Rambling thoughts on the insufficiency of God’s love


You don’t care*. No, don’t deny it, it’s true; but I understand. Humans have a limited capacity to care, limited time and attention to give. You have yourself and your family and so many other closer friends to care about first- there’s not much space left for a once a year friend except maybe once a year.

Humans have a limited capacity to care- limited time and attention. That’s one reason they invented god (or the modern concept of god, anyway). God, who has unlimited capacity to love all and everyone, and does it better then any human ever could. Because that’s what most people want most in life- to love and be loved. To feel cared for. To feel like they matter.

And yet some people would take that away from others– forbid them to love and be loved. (I’m referring to homophobic sentiments, of course.)  Why do you and how can you deny people such a fundamental need of their emotional well-being?

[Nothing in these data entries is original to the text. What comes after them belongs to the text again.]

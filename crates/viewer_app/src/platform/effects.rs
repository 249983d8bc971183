use std::sync::mpsc;
use std::thread;

use viewer_core::{Effect, LoadError, Msg};
use viewer_engine::{EngineEvent, EngineHandle, FetchSettings};
use viewer_logging::{viewer_info, viewer_warn};

use super::app::AppEvent;
use super::convert;
use super::history::SessionHistory;

/// Bridges core effects to the fetch engine and pumps engine completions
/// back into the application event channel as messages.
pub struct EffectRunner {
    engine: EngineHandle,
}

impl EffectRunner {
    pub fn new(settings: FetchSettings, event_tx: mpsc::Sender<AppEvent>) -> Self {
        let (engine, events) = EngineHandle::new(settings);

        thread::spawn(move || {
            while let Ok(event) = events.recv() {
                if event_tx.send(AppEvent::Message(msg_for(event))).is_err() {
                    break;
                }
            }
        });

        Self { engine }
    }

    pub fn run(&self, effects: Vec<Effect>, history: &mut SessionHistory) {
        for effect in effects {
            match effect {
                Effect::FetchList => {
                    viewer_info!("FetchList");
                    self.engine.fetch_list();
                }
                Effect::FetchDetail { id } => {
                    viewer_info!("FetchDetail id={}", id);
                    self.engine.fetch_detail(id);
                }
                Effect::PushHistory { entry, path } => {
                    viewer_info!("PushHistory path={}", path);
                    history.push(entry, path);
                }
            }
        }
    }
}

/// Maps an engine completion onto a core message, logging failures. The
/// display region is left untouched on failure; the core applies only
/// successful payloads.
fn msg_for(event: EngineEvent) -> Msg {
    match event {
        EngineEvent::ListFetched { result } => Msg::ListLoaded {
            result: match result {
                Ok(pages) => Ok(pages.into_iter().map(convert::summary_from_wire).collect()),
                Err(err) => {
                    viewer_warn!("list fetch failed: {}", err);
                    Err(LoadError(err.to_string()))
                }
            },
        },
        EngineEvent::DetailFetched { id, result } => Msg::DetailLoaded {
            result: match result {
                Ok(page) => Ok(convert::detail_from_wire(page)),
                Err(err) => {
                    viewer_warn!("fetch of page {} failed: {}", id, err);
                    Err(LoadError(err.to_string()))
                }
            },
        },
    }
}
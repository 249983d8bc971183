use std::sync::{mpsc, Arc};
use std::thread;

use viewer_logging::viewer_debug;

use crate::fetch::{FetchSettings, PageFetcher, ReqwestPageFetcher};
use crate::types::EngineEvent;

enum EngineCommand {
    FetchList,
    FetchDetail { id: String },
}

/// Handle to the fetch engine. Commands go in over a channel and run on a
/// background tokio runtime; exactly one completion per command comes back
/// on the receiver returned by [`EngineHandle::new`].
pub struct EngineHandle {
    cmd_tx: mpsc::Sender<EngineCommand>,
}

impl EngineHandle {
    pub fn new(settings: FetchSettings) -> (Self, mpsc::Receiver<EngineEvent>) {
        let (cmd_tx, cmd_rx) = mpsc::channel();
        let (event_tx, event_rx) = mpsc::channel();
        let fetcher = Arc::new(ReqwestPageFetcher::new(settings));

        thread::spawn(move || {
            let runtime = tokio::runtime::Runtime::new().expect("tokio runtime");
            while let Ok(command) = cmd_rx.recv() {
                let fetcher = fetcher.clone();
                let event_tx = event_tx.clone();
                runtime.spawn(async move {
                    handle_command(fetcher.as_ref(), command, event_tx).await;
                });
            }
        });

        (Self { cmd_tx }, event_rx)
    }

    pub fn fetch_list(&self) {
        let _ = self.cmd_tx.send(EngineCommand::FetchList);
    }

    pub fn fetch_detail(&self, id: impl Into<String>) {
        let _ = self.cmd_tx.send(EngineCommand::FetchDetail { id: id.into() });
    }
}

async fn handle_command(
    fetcher: &dyn PageFetcher,
    command: EngineCommand,
    event_tx: mpsc::Sender<EngineEvent>,
) {
    match command {
        EngineCommand::FetchList => {
            viewer_debug!("fetching page collection");
            let result = fetcher.fetch_list().await;
            let _ = event_tx.send(EngineEvent::ListFetched { result });
        }
        EngineCommand::FetchDetail { id } => {
            viewer_debug!("fetching page {}", id);
            let result = fetcher.fetch_detail(&id).await;
            let _ = event_tx.send(EngineEvent::DetailFetched { id, result });
        }
    }
}
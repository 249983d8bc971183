use crate::state::{DisplayContent, PageDetail, PageSummary, ResultEntry, ViewState};

#[derive(Debug, Clone, PartialEq, Eq, Default)]
pub struct AppViewModel {
    pub route: ViewState,
    pub content: ContentView,
    pub dirty: bool,
}

/// Display-ready projection of the current content.
#[derive(Debug, Clone, PartialEq, Eq, Default)]
pub enum ContentView {
    #[default]
    Empty,
    List(Vec<PageRowView>),
    Detail(PageDetailView),
}

#[derive(Debug, Clone, PartialEq, Eq)]
pub struct PageRowView {
    pub id: String,
    pub status: String,
    pub created: String,
    pub title: String,
    pub description: String,
}

#[derive(Debug, Clone, PartialEq, Eq)]
pub struct PageDetailView {
    pub id: String,
    pub url: String,
    pub title: String,
    pub description: String,
    pub results: Vec<ResultRowView>,
}

#[derive(Debug, Clone, PartialEq, Eq)]
pub struct ResultRowView {
    pub format: String,
    pub link: ResultLinkView,
}

/// What a capture result row links to: its files, or an error marker when
/// the capture failed (the error suppresses the files list even when one
/// is present).
#[derive(Debug, Clone, PartialEq, Eq)]
pub enum ResultLinkView {
    Error { message: String },
    Files(Vec<FileLinkView>),
}

#[derive(Debug, Clone, PartialEq, Eq)]
pub struct FileLinkView {
    pub name: String,
    /// Service path of the stored file, opened in a separate browsing
    /// context by the user.
    pub href: String,
}

pub(crate) fn content_view(content: &DisplayContent) -> ContentView {
    match content {
        DisplayContent::Empty => ContentView::Empty,
        DisplayContent::List(items) => ContentView::List(items.iter().map(page_row).collect()),
        DisplayContent::Detail(detail) => ContentView::Detail(detail_view(detail)),
    }
}

fn page_row(page: &PageSummary) -> PageRowView {
    PageRowView {
        id: page.id.clone(),
        status: page.status.label().to_string(),
        created: page.created.clone(),
        title: page.meta.title.clone(),
        description: page.meta.description.clone(),
    }
}

fn detail_view(detail: &PageDetail) -> PageDetailView {
    PageDetailView {
        id: detail.id.clone(),
        url: detail.url.clone(),
        title: detail.meta.title.clone(),
        description: detail.meta.description.clone(),
        results: detail
            .results
            .iter()
            .map(|result| result_row(&detail.id, result))
            .collect(),
    }
}

fn result_row(page_id: &str, result: &ResultEntry) -> ResultRowView {
    let link = match result.error.as_deref() {
        Some(message) if !message.is_empty() => ResultLinkView::Error {
            message: message.to_string(),
        },
        _ => ResultLinkView::Files(
            result
                .files
                .iter()
                .map(|file| FileLinkView {
                    name: file.name.clone(),
                    href: format!("/api/v1/pages/{}/file/{}", page_id, file.id),
                })
                .collect(),
        ),
    };

    ResultRowView {
        format: result.format.clone(),
        link,
    }
}
//! # Finder Configuration
//!
//! The fret window kept around each CAGED anchor is a heuristic, so its
//! per-shape margins are configuration rather than constants. They can be
//! loaded from YAML:
//!
//! ```yaml
//! margins:
//!   C: { back: 1, forward: 4 }
//!   G: { back: 2, forward: 4 }
//! ```
//!
//! Shapes left out keep their defaults.

use serde::{Deserialize, Serialize};

use crate::caged::CagedShape;
use crate::error::CagedError;

/// Frets kept below and above the anchor fret.
#[derive(Debug, Clone, Copy, PartialEq, Eq, Serialize, Deserialize)]
#[serde(deny_unknown_fields)]
pub struct Margins {
    pub back: u8,
    pub forward: u8,
}

impl Margins {
    pub const fn new(back: u8, forward: u8) -> Self {
        Self { back, forward }
    }
}

#[derive(Debug, Clone, Copy, PartialEq, Eq, Serialize, Deserialize)]
#[serde(default, deny_unknown_fields)]
pub struct ShapeMargins {
    #[serde(rename = "C")]
    pub c: Margins,
    #[serde(rename = "A")]
    pub a: Margins,
    #[serde(rename = "G")]
    pub g: Margins,
    #[serde(rename = "E")]
    pub e: Margins,
    #[serde(rename = "D")]
    pub d: Margins,
}

impl Default for ShapeMargins {
    fn default() -> Self {
        Self {
            c: Margins::new(1, 4),
            a: Margins::new(1, 4),
            g: Margins::new(2, 4),
            e: Margins::new(1, 4),
            d: Margins::new(1, 4),
        }
    }
}

impl ShapeMargins {
    pub fn for_shape(&self, shape: CagedShape) -> Margins {
        match shape {
            CagedShape::C => self.c,
            CagedShape::A => self.a,
            CagedShape::G => self.g,
            CagedShape::E => self.e,
            CagedShape::D => self.d,
        }
    }
}

#[derive(Debug, Clone, Copy, PartialEq, Eq, Default, Serialize, Deserialize)]
#[serde(default, deny_unknown_fields)]
pub struct FinderConfig {
    pub margins: ShapeMargins,
}

impl FinderConfig {
    /// Parse a YAML document. An empty document yields the defaults.
    pub fn from_yaml(content: &str) -> Result<Self, CagedError> {
        if content.trim().is_empty() {
            return Ok(Self::default());
        }
        serde_yaml::from_str(content).map_err(|e| CagedError::ConfigError(e.to_string()))
    }

    pub fn to_yaml(&self) -> Result<String, CagedError> {
        serde_yaml::to_string(self).map_err(|e| CagedError::ConfigError(e.to_string()))
    }
}
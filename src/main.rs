use std::fs;
use std::path::PathBuf;
use std::process;

use anyhow::{Context, Result};
use clap::{Parser, ValueEnum};
use env_logger::Env;
use log::{debug, info};

use caged::{find_all_positions, position_report, FinderConfig, PositionReport};

#[derive(Debug, Clone, Copy, PartialEq, Eq, Default, ValueEnum)]
enum OutputFormat {
    #[default]
    Text,
    Json,
}

#[derive(Parser)]
#[command(name = "caged")]
#[command(version, about = "Show the notes of a scale inside a CAGED position")]
struct Cli {
    /// Root key, e.g. C, F♯, Bb
    key: String,

    /// Scale mode, e.g. "Major Scale", "Minor Pentatonic"
    mode: String,

    /// CAGED position: C, A, G, E or D
    #[arg(required_unless_present = "all")]
    position: Option<String>,

    /// Show all five positions
    #[arg(long, conflicts_with = "position")]
    all: bool,

    /// YAML file with per-shape margins
    #[arg(long, short = 'c')]
    config: Option<PathBuf>,

    /// Output format
    #[arg(long, short = 'f', default_value = "text")]
    format: OutputFormat,

    /// Enable debug logging
    #[arg(long, short = 'v')]
    verbose: bool,
}

fn load_config(path: Option<&PathBuf>) -> Result<FinderConfig> {
    let Some(path) = path else {
        return Ok(FinderConfig::default());
    };
    let content = fs::read_to_string(path)
        .with_context(|| format!("Error reading config '{}'", path.display()))?;
    let config = FinderConfig::from_yaml(&content)?;
    info!("Loaded margins from {}", path.display());
    Ok(config)
}

fn print_text(report: &PositionReport) {
    println!(
        "{} {} - {} shape (start fret {})",
        report.key, report.mode, report.position, report.start_fret
    );
    for note in &report.notes {
        println!(
            "  string {}  fret {:>2}  {:<2}  {}",
            note.string, note.fret, note.name, note.interval
        );
    }
}

fn run(cli: &Cli) -> Result<()> {
    let config = load_config(cli.config.as_ref())?;
    debug!("Using {:?}", config);

    let reports = match &cli.position {
        Some(position) if !cli.all => {
            vec![position_report(&cli.key, &cli.mode, position, &config)?]
        }
        _ => find_all_positions(&cli.key, &cli.mode, &config)?,
    };

    match cli.format {
        OutputFormat::Text => {
            for (i, report) in reports.iter().enumerate() {
                if i > 0 {
                    println!();
                }
                print_text(report);
            }
        }
        OutputFormat::Json => {
            let json = if reports.len() == 1 {
                serde_json::to_string_pretty(&reports[0])?
            } else {
                serde_json::to_string_pretty(&reports)?
            };
            println!("{}", json);
        }
    }
    Ok(())
}

fn main() {
    let cli = Cli::parse();

    let default_filter = if cli.verbose { "debug" } else { "warn" };
    env_logger::Builder::from_env(Env::default().default_filter_or(default_filter)).init();

    if let Err(e) = run(&cli) {
        eprintln!("Error: {:#}", e);
        process::exit(1);
    }
}
//! # Position Filter
//!
//! Narrows the full fretboard mapping to the notes of one CAGED position.
//!
//! The anchor is the lowest located root fret. Everything between
//! `anchor - back` (clamped at the nut) and `anchor + forward` is kept, on
//! every string alike. Strings far from the anchor can therefore show a note
//! or two outside the textbook box.

use log::debug;

use crate::caged::{CagedShape, FretWindow, RootFrets};
use crate::config::Margins;
use crate::error::CagedError;
use crate::fretboard::FretPosition;

/// Fret window implied by the root frets and margins.
pub fn position_window(
    root_frets: &RootFrets,
    shape: CagedShape,
    margins: Margins,
) -> Result<FretWindow, CagedError> {
    let anchor = root_frets
        .iter()
        .flatten()
        .copied()
        .min()
        .ok_or(CagedError::NoRootFret(shape))?;

    Ok(FretWindow {
        low: anchor.saturating_sub(margins.back),
        high: anchor.saturating_add(margins.forward),
    })
}

/// Keep the notes whose fret lies inside the position window.
///
/// # Errors
/// [`CagedError::NoRootFret`] when every slot of `root_frets` is empty.
pub fn filter(
    notes: &[FretPosition],
    root_frets: &RootFrets,
    shape: CagedShape,
    margins: Margins,
) -> Result<Vec<FretPosition>, CagedError> {
    let window = position_window(root_frets, shape, margins)?;
    let kept: Vec<FretPosition> = notes
        .iter()
        .filter(|note| window.contains(note.fret))
        .copied()
        .collect();

    debug!(
        "{} shape window frets {}-{}: kept {} of {} notes",
        shape,
        window.low,
        window.high,
        kept.len(),
        notes.len()
    );
    Ok(kept)
}

/// Lowest fret holding the root, used to label a position diagram.
///
/// The key needs no separate argument: each note's interval already says
/// whether it is the root. Returns 0 when `notes` contains no root.
pub fn start_fret(notes: &[FretPosition]) -> u8 {
    notes
        .iter()
        .filter(|note| note.is_root())
        .map(|note| note.fret)
        .min()
        .unwrap_or(0)
}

And this god– supposedly his love is all you need, his perfec love. The love that quenches your thirst eternally while every other leaves you wanting. And yet people who feel his love, who bask in his love are not satisfied– god is not enough (what blasphemy!) and they still need the love and support if their community, the love and support of their family, the love and support of their friends, and the love and support of a significant other. Why can’t you subsist on god’s love alone?

All men have a god shaped hole in their hearts, they say. Yet even when you’ve filled that hole with god, there’s still some hole left. How can it be that god’s not enough?

One of the favourite ‘trump cards’: the fall. We live in a fallen world. Our relationship with god now on earth is not as it’s supposed to be. It’s been tainted with sin, restricted by sin.
But even in paradise, even before sin and the fall, god wasn’t enough. Man was made to worship god, but worshipping god didn’t fulfill man enough, didn’t make man satisfied. God wasn’t enough, and god said so himself: it is not good that man should be alone. But he wasn’t alone, he was in PARADISE, with god, in his intended, untainted state, with all the incredible wonders of creation at his beck and call. And… It still wasn’t enough.

How can it get better than that? As Adam, the first man, in paradise, knowing god? Isn’t that what Christians claim is god’s original, intended plan? Trump card ‘the fall’ is out of commission; it hasn’t happened yet. Isn’t that the thing that is separating us from god, and isn’t separation the thing that is keeping us dissatisfied? Apparently not. Adam had it all, and still it was ‘not good’.

Apparently you still need AT LEAST a mate (in addition to all of paradise and being on one-on-one speaking terms with god) to be satisfied and fulfilled.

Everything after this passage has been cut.